● What to work on:
An exact transcription of the lines below, from the first through the one containing "tracking persisted in", is the only output wanted.

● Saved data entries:
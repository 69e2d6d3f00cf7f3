pub mod auth;
pub mod register;
pub mod sales;
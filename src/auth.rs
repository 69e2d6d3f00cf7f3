//! Local operator authentication with bcrypt.
//!
//! Provides email/password sign-in for the register operator, lockout
//! tracking persisted in `local_settings` (so restarts don't reset it),
//! password-recovery tokens with expiry, and an auth event stream
//! (`SIGNED_IN`, `SIGNED_OUT`, `PASSWORD_RECOVERY`). Subscriptions are
//! scoped: dropping the [`AuthSubscription`] guard unsubscribes, so a torn
//! down view can never leak its listener.

use chrono::{DateTime, Duration, Utc};
use serde_json::Value;
use std::collections::HashMap;
use std::sync::atomic::{AtomicU64, Ordering};
use std::sync::mpsc;
use std::sync::{Arc, Mutex};
use tracing::{info, warn};
use uuid::Uuid;

use crate::db::{self, DbState};

// ---------------------------------------------------------------------------
// Constants
// ---------------------------------------------------------------------------

const MAX_FAILED_ATTEMPTS: u32 = 5;
const LOCKOUT_MINUTES: i64 = 15;
const SESSION_MAX_DURATION_HOURS: i64 = 12;
const RECOVERY_TOKEN_MINUTES: i64 = 30;

const SETTINGS_CATEGORY: &str = "auth";
const KEY_PASSWORD_HASH: &str = "password_hash";
const KEY_OPERATOR_EMAIL: &str = "operator_email";
const KEY_OPERATOR_NAME: &str = "operator_name";
const KEY_LOCKOUT_ATTEMPTS: &str = "lockout_attempts";
const KEY_LOCKOUT_LAST_ATTEMPT: &str = "lockout_last_attempt";
const KEY_RECOVERY_TOKEN: &str = "recovery_token";
const KEY_RECOVERY_EXPIRES: &str = "recovery_expires";

// ---------------------------------------------------------------------------
// Types
// ---------------------------------------------------------------------------

/// Auth state transition, mirrored to every live subscription.
#[derive(Debug, Clone, Copy, PartialEq, Eq)]
pub enum AuthEvent {
    SignedIn,
    SignedOut,
    PasswordRecovery,
}

impl AuthEvent {
    pub fn as_str(&self) -> &'static str {
        match self {
            AuthEvent::SignedIn => "SIGNED_IN",
            AuthEvent::SignedOut => "SIGNED_OUT",
            AuthEvent::PasswordRecovery => "PASSWORD_RECOVERY",
        }
    }
}

/// The signed-in operator's session.
#[derive(Clone)]
pub struct OperatorSession {
    pub session_id: String,
    pub user_id: String,
    pub email: String,
    pub name: String,
    pub login_time: DateTime<Utc>,
    pub expires_at: DateTime<Utc>,
}

impl OperatorSession {
    fn is_expired(&self) -> bool {
        Utc::now() >= self.expires_at
    }

    /// JSON shape the frontend expects for the current identity.
    pub fn to_json(&self) -> Value {
        serde_json::json!({
            "sessionId": self.session_id,
            "userId": self.user_id,
            "email": self.email,
            "name": self.name,
            "loginTime": self.login_time.to_rfc3339(),
            "expiresAt": self.expires_at.to_rfc3339(),
        })
    }
}

type Subscribers = Arc<Mutex<HashMap<u64, mpsc::Sender<AuthEvent>>>>;

/// Tauri managed state for authentication.
pub struct AuthState {
    current: Mutex<Option<OperatorSession>>,
    subscribers: Subscribers,
    next_subscriber_id: AtomicU64,
}
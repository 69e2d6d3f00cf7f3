//! Device-scoped durable storage using the OS credential store.
//!
//! On Windows this uses DPAPI (via the `keyring` crate), on macOS Keychain,
//! and on Linux the Secret Service API. Holds the register's org/branch
//! identity and the system-lock timestamps; everything here survives app
//! restarts and belongs to this device only.

use keyring::Entry;
use tracing::warn;

const SERVICE_NAME: &str = "caja-pos";

// Credential keys
pub const KEY_ORG_ID: &str = "organization_id";
pub const KEY_BRANCH_ID: &str = "branch_id";
pub const KEY_CASH_CLOSURE_TIME: &str = "cash_closure_time";
pub const KEY_NEXT_OPEN_TIME: &str = "next_open_time";

/// All credential keys managed by this module.
const ALL_KEYS: &[&str] = &[
    KEY_ORG_ID,
    KEY_BRANCH_ID,
    KEY_CASH_CLOSURE_TIME,
    KEY_NEXT_OPEN_TIME,
];

/// Retrieve a single credential from the OS keyring. Returns `None` when the
/// entry does not exist (or the platform returns a "not found" error).
pub fn get_credential(key: &str) -> Option<String> {
    let entry = match Entry::new(SERVICE_NAME, key) {
        Ok(e) => e,
        Err(e) => {
            warn!(key, error = %e, "keyring: failed to create entry");
            return None;
        }
    };
    match entry.get_password() {
        Ok(pw) => Some(pw),
        Err(keyring::Error::NoEntry) => None,
        Err(e) => {
            warn!(key, error = %e, "keyring: failed to read credential");
            None
        }
    }
}

/// Store a credential in the OS keyring.
pub fn set_credential(key: &str, value: &str) -> Result<(), String> {
    let entry = Entry::new(SERVICE_NAME, key).map_err(|e| e.to_string())?;
    entry.set_password(value).map_err(|e| e.to_string())?;
    Ok(())
}

/// Delete a credential from the OS keyring. Silently succeeds if the entry
/// does not exist.
pub fn delete_credential(key: &str) -> Result<(), String> {
    let entry = Entry::new(SERVICE_NAME, key).map_err(|e| e.to_string())?;
    match entry.delete_credential() {
        Ok(()) => Ok(()),
        Err(keyring::Error::NoEntry) => Ok(()),
        Err(e) => Err(e.to_string()),
    }
}

/// The register is configured once its org and branch identity are stored.
pub fn is_configured() -> bool {
    get_credential(KEY_ORG_ID).is_some() && get_credential(KEY_BRANCH_ID).is_some()
}

/// Organization this register belongs to.
pub fn org_id() -> String {
    get_credential(KEY_ORG_ID).unwrap_or_else(|| "default-org".into())
}

/// Branch this register belongs to.
pub fn branch_id() -> String {
    get_credential(KEY_BRANCH_ID).unwrap_or_else(|| "default-branch".into())
}

/// Delete every stored credential (factory reset).
pub fn factory_reset() -> Result<(), String> {
    warn!("performing factory reset – deleting all credentials");
    for key in ALL_KEYS {
        delete_credential(key)?;
    }
    Ok(())
}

● Answer to this exercise:
repository 69e2d6d3f00cf7f3
pub mod auth;
pub mod register;
pub mod sales;
filename src/auth.rs
repository 69e2d6d3f00cf7f3
//! Local operator authentication with bcrypt.
//!
//! Provides email/password sign-in for the register operator, lockout
//! tracking persisted in `local_settings` (so restarts don't reset it),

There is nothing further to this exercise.